Only Love Can Break Your Heart
Ed Tarkington - 2016
Eight-year-old Rocky worships his older brother, Paul. Sixteen and full of rebel cool, Paul spends his days cruising in his Chevy Nova blasting Neil Young, cigarette dangling from his lips, arm slung around his beautiful, troubled girlfriend. Paul is happy to have his younger brother as his sidekick. Then one day, in an act of vengeance against their father, Paul picks up Rocky from school and nearly abandons him in the woods. Afterward, Paul disappears. Seven years later, Rocky is a teenager himself. He hasn’t forgotten being abandoned by his boyhood hero, but he’s getting over it, with the help of the wealthy neighbors’ daughter, ten years his senior, who has taken him as her lover. Unbeknownst to both of them, their affair will set in motion a course of events that rains catastrophe on both their families. After a mysterious double murder brings terror and suspicion to their small town, Rocky and his family must reckon with the past and find out how much forgiveness their hearts can hold.
Brave New Girl
Louisa Luna - 2001
Marginalized by her peers, misunderstood by her parents, and mourning the loss of her older brother who disappeared when she was just a child, Doreen finds solace in her fierce love of music and in her best friend, Ted.
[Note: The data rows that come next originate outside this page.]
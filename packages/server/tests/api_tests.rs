//! HTTP API tests.
//!
//! Drive the router directly with `oneshot`; fetches go to a mock, so no
//! network access is needed.

use std::sync::Arc;
use std::time::Duration;

use async_trait::async_trait;
use axum::{
    body::{to_bytes, Body},
    http::{header, Method, Request, StatusCode},
    Router,
};
use listing_extraction::{
    FetchResult, Fetcher, ListingExtractor, ListingPage, MockFetcher, RawPage,
};
use listing_server::server::{build_router, AppState};
use serde_json::{json, Value};
use tower::ServiceExt;

const LISTING_URL: &str = "https://www.ebay.com/itm/1234";
const ENCODED_LISTING_URL: &str = "https%3A%2F%2Fwww.ebay.com%2Fitm%2F1234";

fn app_with(fetcher: &MockFetcher) -> Router {
    let extractor = ListingExtractor::new(Arc::new(fetcher.clone()));
    build_router(AppState::new(extractor), Duration::from_secs(5))
}

fn listing_html() -> String {
    ListingPage::new()
        .og_title("Vintage Levi's 501 | eBay")
        .itemprop_price("45.00")
        .condition_span("Pre-owned")
        .specific("Size", "32")
        .build()
}

async fn send(app: Router, request: Request<Body>) -> (StatusCode, Value) {
    let response = app.oneshot(request).await.unwrap();
    let status = response.status();
    let bytes = to_bytes(response.into_body(), usize::MAX).await.unwrap();
    let body = if bytes.is_empty() {
        Value::Null
    } else {
        serde_json::from_slice(&bytes).unwrap()
    };
    (status, body)
}

fn get(uri: &str) -> Request<Body> {
    Request::builder().uri(uri).body(Body::empty()).unwrap()
}

fn post_json(uri: &str, body: &Value) -> Request<Body> {
    Request::builder()
        .method(Method::POST)
        .uri(uri)
        .header(header::CONTENT_TYPE, "application/json")
        .body(Body::from(body.to_string()))
        .unwrap()
}

#[tokio::test]
async fn test_health() {
    let (status, body) = send(app_with(&MockFetcher::new()), get("/health")).await;

    assert_eq!(status, StatusCode::OK);
    assert_eq!(body["status"], "healthy");
    assert_eq!(body["rendering_proxy"], false);
}

#[tokio::test]
async fn test_extract_listing() {
    let fetcher = MockFetcher::new().with_html(LISTING_URL, listing_html());

    let (status, body) = send(
        app_with(&fetcher),
        get(&format!("/api/extract?url={ENCODED_LISTING_URL}")),
    )
    .await;

    assert_eq!(status, StatusCode::OK);
    assert_eq!(body["title"], "Vintage Levi's 501");
    assert_eq!(body["price"], "45.00");
    assert_eq!(body["condition"], "Pre-owned");
    assert_eq!(body["specifics"]["Size"], "32");
    assert_eq!(body["status"], "partial");
    assert!(body["summary"]
        .as_str()
        .unwrap()
        .starts_with("Title: Vintage Levi's 501\nPrice: $45.00\nCondition: Pre-owned\n"));
    assert_eq!(fetcher.fetch_calls(), vec![LISTING_URL.to_string()]);
}

#[tokio::test]
async fn test_missing_url_is_bad_request() {
    let fetcher = MockFetcher::new();

    for uri in ["/api/extract", "/api/extract?url=", "/api/extract?url=%20%20"] {
        let (status, body) = send(app_with(&fetcher), get(uri)).await;
        assert_eq!(status, StatusCode::BAD_REQUEST, "{uri}");
        assert_eq!(body["error"], "url query parameter is required");
    }
    assert_eq!(fetcher.fetch_call_count(), 0);
}

#[tokio::test]
async fn test_unsupported_host_is_bad_request() {
    let fetcher = MockFetcher::new();

    let (status, body) = send(
        app_with(&fetcher),
        get("/api/extract?url=https%3A%2F%2Fexample.com%2Fitem%2F1"),
    )
    .await;

    assert_eq!(status, StatusCode::BAD_REQUEST);
    assert!(body["error"].as_str().unwrap().contains("example.com"));
    assert_eq!(fetcher.fetch_call_count(), 0);
}

#[tokio::test]
async fn test_upstream_status_is_passed_through() {
    let fetcher = MockFetcher::new().with_status(LISTING_URL, 403, "Access Denied");

    let (status, body) = send(
        app_with(&fetcher),
        get(&format!("/api/extract?url={ENCODED_LISTING_URL}")),
    )
    .await;

    assert_eq!(status, StatusCode::FORBIDDEN);
    assert_eq!(body, json!({ "error": "Access Denied" }));
}

#[tokio::test]
async fn test_transport_failure_is_bad_gateway() {
    let fetcher = MockFetcher::new().with_transport_error(LISTING_URL, "connection reset");

    let (status, body) = send(
        app_with(&fetcher),
        get(&format!("/api/extract?url={ENCODED_LISTING_URL}")),
    )
    .await;

    assert_eq!(status, StatusCode::BAD_GATEWAY);
    assert_eq!(body["error"], "connection reset");
}

#[tokio::test]
async fn test_render_without_proxy_is_server_error() {
    let fetcher = MockFetcher::new().with_html(LISTING_URL, listing_html());

    let (status, body) = send(
        app_with(&fetcher),
        get(&format!("/api/extract?url={ENCODED_LISTING_URL}&render=true")),
    )
    .await;

    assert_eq!(status, StatusCode::INTERNAL_SERVER_ERROR);
    assert!(body["error"]
        .as_str()
        .unwrap()
        .contains("RENDERING_PROXY_API_KEY"));
    assert_eq!(fetcher.fetch_call_count(), 0);
}

#[tokio::test]
async fn test_extract_from_posted_html() {
    let fetcher = MockFetcher::new();

    let (status, body) = send(
        app_with(&fetcher),
        post_json(
            "/api/extract/html",
            &json!({ "html": listing_html(), "url": LISTING_URL }),
        ),
    )
    .await;

    assert_eq!(status, StatusCode::OK);
    assert_eq!(body["title"], "Vintage Levi's 501");
    assert_eq!(body["url"], LISTING_URL);
    assert_eq!(fetcher.fetch_call_count(), 0);

    let (status, body) = send(
        app_with(&fetcher),
        post_json("/api/extract/html", &json!({ "html": "  " })),
    )
    .await;
    assert_eq!(status, StatusCode::BAD_REQUEST);
    assert_eq!(body["error"], "html is required");
}

#[tokio::test]
async fn test_fallback_summary_over_http() {
    let (status, body) = send(
        app_with(&MockFetcher::new()),
        post_json(
            "/api/extract/html",
            &json!({ "html": "<html><body><p>Nothing to see</p></body></html>" }),
        ),
    )
    .await;

    assert_eq!(status, StatusCode::OK);
    assert_eq!(body["summary"], listing_extraction::MANUAL_ENTRY_FALLBACK);
    assert_eq!(body["status"], "empty");
}

#[tokio::test]
async fn test_cors_preflight() {
    let request = Request::builder()
        .method(Method::OPTIONS)
        .uri("/api/extract")
        .header(header::ORIGIN, "https://wardrobe.example")
        .header(header::ACCESS_CONTROL_REQUEST_METHOD, "GET")
        .body(Body::empty())
        .unwrap();

    let response = app_with(&MockFetcher::new()).oneshot(request).await.unwrap();

    assert_eq!(response.status(), StatusCode::OK);
    assert_eq!(
        response.headers()[header::ACCESS_CONTROL_ALLOW_ORIGIN],
        "*"
    );
    let bytes = to_bytes(response.into_body(), usize::MAX).await.unwrap();
    assert!(bytes.is_empty());
}

/// Fetcher that panics, to exercise the panic handler.
struct PanickingFetcher;

#[async_trait]
impl Fetcher for PanickingFetcher {
    async fn fetch(&self, _url: &str) -> FetchResult<RawPage> {
        panic!("fetcher exploded")
    }
}

#[tokio::test]
async fn test_panic_becomes_server_error() {
    let extractor = ListingExtractor::new(Arc::new(PanickingFetcher));
    let app = build_router(AppState::new(extractor), Duration::from_secs(5));

    let (status, body) = send(app, get(&format!("/api/extract?url={ENCODED_LISTING_URL}"))).await;

    assert_eq!(status, StatusCode::INTERNAL_SERVER_ERROR);
    assert_eq!(body["error"], "internal error: fetcher exploded");
}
But when her older sister begins dating a bewildering twenty-one-year-old named Matthew, Doreen must confront feelings she never knew she possessed. Forced into adulthood kicking and screaming (not to mention swearing), Doreen ultimately impels her troubled family to forge a new understanding of the world -- and, maybe more surprisingly, of one another. High school is bad enough; it's worse when you have only one friend in the world and a family that just doesn't get it. This breathless coming-of-age novel explores the alienation of adolescence and introduces a bold and shimmering new voice in fiction.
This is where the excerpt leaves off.